→ What to do
Starting at the top of the entries, restate word for word each line up to and including the one with "Router::new()".

(Dataset entries)
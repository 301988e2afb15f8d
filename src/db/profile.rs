use color_eyre::Result;
use sqlx::SqliteConnection;

use super::models::Profile;
use super::Db;

/// Fetch the user's profile, inserting one with the signup defaults
/// (xp 10, level 1, coins 5, unlocked level 1) when it does not exist yet.
pub(super) async fn get_or_create_profile(
    conn: &mut SqliteConnection,
    user_id: i64,
) -> Result<Profile> {
    let inserted =
        sqlx::query("INSERT INTO profiles (user_id) VALUES (?) ON CONFLICT(user_id) DO NOTHING")
            .bind(user_id)
            .execute(&mut *conn)
            .await?
            .rows_affected();

    if inserted > 0 {
        tracing::info!("profile created for user_id={user_id}");
    }

    let profile = sqlx::query_as::<_, Profile>(
        "SELECT user_id, xp, level, coins, unlocked_level, avatar FROM profiles WHERE user_id = ?",
    )
    .bind(user_id)
    .fetch_one(&mut *conn)
    .await?;

    Ok(profile)
}

impl Db {
    pub async fn get_or_create_profile(&self, user_id: i64) -> Result<Profile> {
        let mut conn = self.pool.acquire().await?;
        get_or_create_profile(&mut conn, user_id).await
    }

    /// Create the profile if needed and set its avatar when it was just created
    /// or has none yet. Returns the resulting profile.
    pub async fn ensure_profile_with_avatar(
        &self,
        user_id: i64,
        avatar: Option<&str>,
    ) -> Result<Profile> {
        let mut tx = self.pool.begin().await?;

        let mut profile = get_or_create_profile(&mut tx, user_id).await?;
        if profile.avatar.is_none() && avatar.is_some() {
            sqlx::query("UPDATE profiles SET avatar = ? WHERE user_id = ?")
                .bind(avatar)
                .bind(user_id)
                .execute(&mut *tx)
                .await?;
            profile.avatar = avatar.map(str::to_string);
        }

        tx.commit().await?;
        Ok(profile)
    }
}
use axum::{
    extract::{Path, State},
    routing::get,
    Json, Router,
};

use crate::{
    db::models::{JobNotification, JobSummary},
    names,
    rejections::{AppError, ResultExt},
    AppState,
};

pub fn routes() -> Router<AppState> {
    Router::new()
        .route(names::JOBS_URL, get(jobs))
        .route(names::JOB_ROUTE, get(job))
}

async fn jobs(State(state): State<AppState>) -> Result<Json<Vec<JobSummary>>, AppError> {
    let jobs = state.db.active_jobs().await.reject("could not get jobs")?;
    Ok(Json(jobs))
}

async fn job(
    State(state): State<AppState>,
    Path(job_id): Path<i64>,
) -> Result<Json<JobNotification>, AppError> {
    state
        .db
        .active_job(job_id)
        .await
        .reject("could not get job")?
        .map(Json)
        .ok_or(AppError::NotFound)
}
#[test]
fn test_string_transformations() {
    let layout = Layout::new(vec![
        StringField::new("dept", 4)
            .translate([("SALE", "Sales"), ("ENGR", "Engineering")])
            .into(),
        StringField::new("name", 8).title().into(),
        StringField::new("phone", 8).replace("-", "").expect("replace").into(),
    ])
    .expect("layout");
    let rec = Decoder::new(&layout).parse_line("ENGRjOHN DOE555-1234").expect("line");
    assert!(rec.errors.is_empty(), "{:?}", rec.errors);
    assert_eq!(rec.get("dept").and_then(Value::as_str), Some("Engineering"));
    assert_eq!(rec.get("name").and_then(Value::as_str), Some("John Doe"));
    assert_eq!(rec.get("phone").and_then(Value::as_str), Some("5551234"));

    let rec = Decoder::new(&layout).parse_line("OPS ").expect("line");
    assert_eq!(rec.errors.len(), 1);
    assert_eq!(rec.errors[0].raw, "OPS");

    let out = Encoder::new(&layout).encode([Fields::new().with("dept", "Sales")]);
    assert!(out.text.starts_with("SALE"));
}

#[test]
fn test_boxed_string_spans_rows() {
    let layout = Layout::new(vec![StringField::boxed("notes", 4, 3).line_sep("|").into()]).expect("layout");
    let rec = Decoder::new(&layout).parse_line("ab  cd      ").expect("line");
    assert_eq!(rec.get("notes").and_then(Value::as_str), Some("ab|cd"));
    let out = Encoder::new(&layout).encode([&rec]);
    assert_eq!(out.text, "ab  cd      ");
}
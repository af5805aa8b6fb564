//! Decoded records and record sets.

use crate::cursor::Cursor;
use crate::diagnostic::{format_list, Diagnostic, Diagnostics};
use crate::field::decode_fields;
use crate::layout::Layout;
use crate::value::{Fields, Lookup, Value};
use std::io::BufRead;

/// One decoded line: field values in declaration order plus that line's diagnostics.
#[derive(Debug, Clone, Default, PartialEq)]
pub struct Record {
    pub values: Fields,
    pub line_no: usize,
    pub source: Option<String>,
    pub errors: Vec<Diagnostic>,
    pub warnings: Vec<Diagnostic>,
}

impl Record {
    /// Decode the cursor's current line against `layout`.
    pub fn decode<R: BufRead>(layout: &Layout, cursor: &mut Cursor<R>, source: Option<&str>) -> Record {
        let mut values = Fields::new();
        let mut diag = Diagnostics::new();
        decode_fields(layout.fields(), layout.spacing(), cursor, &mut values, &mut diag);
        Record {
            values,
            line_no: cursor.line_no(),
            source: source.map(str::to_string),
            errors: diag.errors,
            warnings: diag.warnings,
        }
    }

    pub fn get(&self, name: &str) -> Option<&Value> {
        self.values.get(name)
    }

    pub fn has_errors(&self) -> bool {
        !self.errors.is_empty()
    }

    /// `name: value` lines, names padded to a common width.
    pub fn format(&self) -> String {
        let pad = self.values.keys().map(str::len).max().unwrap_or(0);
        self.values
            .iter()
            .map(|(k, v)| format!("{:<pad$}: {}", k, render(v), pad = pad))
            .collect::<Vec<_>>()
            .join("\n")
    }

    /// Line header, one error per line, and a `-----` trailer.
    pub fn format_errors(&self) -> String {
        let header = match &self.source {
            Some(src) => format!("line: {:05} ({})", self.line_no, src),
            None => format!("line: {:05}", self.line_no),
        };
        format!("{}\n{}\n-----\n", header, format_list(&self.errors, "\n"))
    }

    pub fn format_warnings(&self) -> String {
        format_list(&self.warnings, "\n")
    }
}

impl Lookup for Record {
    fn lookup(&self, name: &str) -> Option<&Value> {
        self.values.get(name)
    }
}

fn render(v: &Value) -> String {
    match v {
        Value::Null => "-".to_string(),
        Value::Str(s) => format!("{:?}", s),
        Value::Group(subs) => {
            let parts: Vec<String> = subs
                .iter()
                .map(|sub| {
                    let inner: Vec<String> = sub.iter().map(|(k, v)| format!("{}={}", k, render(v))).collect();
                    format!("{{{}}}", inner.join(", "))
                })
                .collect();
            format!("[{}]", parts.join(", "))
        }
        other => other.to_string(),
    }
}

/// Every record decoded from one stream, in input order.
#[derive(Debug, Clone, Default, PartialEq)]
pub struct RecordSet {
    pub source: Option<String>,
    records: Vec<Record>,
}

impl RecordSet {
    pub fn new(source: Option<String>) -> Self {
        RecordSet {
            source,
            records: Vec::new(),
        }
    }

    pub fn push(&mut self, record: Record) {
        self.records.push(record);
    }

    pub fn len(&self) -> usize {
        self.records.len()
    }

    pub fn is_empty(&self) -> bool {
        self.records.is_empty()
    }

    pub fn iter(&self) -> std::slice::Iter<'_, Record> {
        self.records.iter()
    }

    pub fn get(&self, index: usize) -> Option<&Record> {
        self.records.get(index)
    }

    pub fn records(&self) -> &[Record] {
        &self.records
    }

    /// Records without errors, in order.
    pub fn accepted(&self) -> RecordSet {
        self.filtered(|r| !r.has_errors())
    }

    /// Records with at least one error, in order.
    pub fn rejected(&self) -> RecordSet {
        self.filtered(Record::has_errors)
    }

    fn filtered(&self, keep: impl Fn(&Record) -> bool) -> RecordSet {
        RecordSet {
            source: self.source.clone(),
            records: self.records.iter().filter(|r| keep(r)).cloned().collect(),
        }
    }

    /// Number of records with at least one error.
    pub fn error_size(&self) -> usize {
        self.records.iter().filter(|r| r.has_errors()).count()
    }

    /// Total errors over all records.
    pub fn error_count(&self) -> usize {
        self.records.iter().map(|r| r.errors.len()).sum()
    }

    /// Concatenated error reports of every rejected record.
    pub fn error_report(&self) -> String {
        self.records
            .iter()
            .filter(|r| r.has_errors())
            .map(Record::format_errors)
            .collect()
    }
}

impl IntoIterator for RecordSet {
    type Item = Record;
    type IntoIter = std::vec::IntoIter<Record>;

    fn into_iter(self) -> Self::IntoIter {
        self.records.into_iter()
    }
}

impl<'a> IntoIterator for &'a RecordSet {
    type Item = &'a Record;
    type IntoIter = std::slice::Iter<'a, Record>;

    fn into_iter(self) -> Self::IntoIter {
        self.records.iter()
    }
}

impl std::ops::Index<usize> for RecordSet {
    type Output = Record;

    fn index(&self, index: usize) -> &Record {
        &self.records[index]
    }
}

→ The answer
repository 301988e2afb15f8d
filename src/db/profile.rs
use color_eyre::Result;
use sqlx::SqliteConnection;

use super::models::Profile;
use super::Db;

/// Fetch the user's profile, inserting one with the signup defaults
/// (xp 10, level 1, coins 5, unlocked level 1) when it does not exist yet.
pub(super) async fn get_or_create_profile(
    conn: &mut SqliteConnection,
    user_id: i64,
) -> Result<Profile> {
    let inserted =
        sqlx::query("INSERT INTO profiles (user_id) VALUES (?) ON CONFLICT(user_id) DO NOTHING")
            .bind(user_id)
            .execute(&mut *conn)
            .await?
            .rows_affected();

    if inserted > 0 {
        tracing::info!("profile created for user_id={user_id}");
    }

    let profile = sqlx::query_as::<_, Profile>(
        "SELECT user_id, xp, level, coins, unlocked_level, avatar FROM profiles WHERE user_id = ?",
    )
    .bind(user_id)
    .fetch_one(&mut *conn)
    .await?;

    Ok(profile)
}

impl Db {
    pub async fn get_or_create_profile(&self, user_id: i64) -> Result<Profile> {
        let mut conn = self.pool.acquire().await?;
        get_or_create_profile(&mut conn, user_id).await
    }

    /// Create the profile if needed and set its avatar when it was just created
    /// or has none yet. Returns the resulting profile.
    pub async fn ensure_profile_with_avatar(
        &self,
        user_id: i64,
        avatar: Option<&str>,
    ) -> Result<Profile> {
        let mut tx = self.pool.begin().await?;

        let mut profile = get_or_create_profile(&mut tx, user_id).await?;
        if profile.avatar.is_none() && avatar.is_some() {
            sqlx::query("UPDATE profiles SET avatar = ? WHERE user_id = ?")
                .bind(avatar)
                .bind(user_id)
                .execute(&mut *tx)
                .await?;
            profile.avatar = avatar.map(str::to_string);
        }

        tx.commit().await?;
        Ok(profile)
    }
}
use axum::{
    extract::{Path, State},
    routing::get,
    Json, Router,
};

use crate::{
    db::models::{JobNotification, JobSummary},
    names,
    rejections::{AppError, ResultExt},
    AppState,
};

pub fn routes() -> Router<AppState> {
    Router::new()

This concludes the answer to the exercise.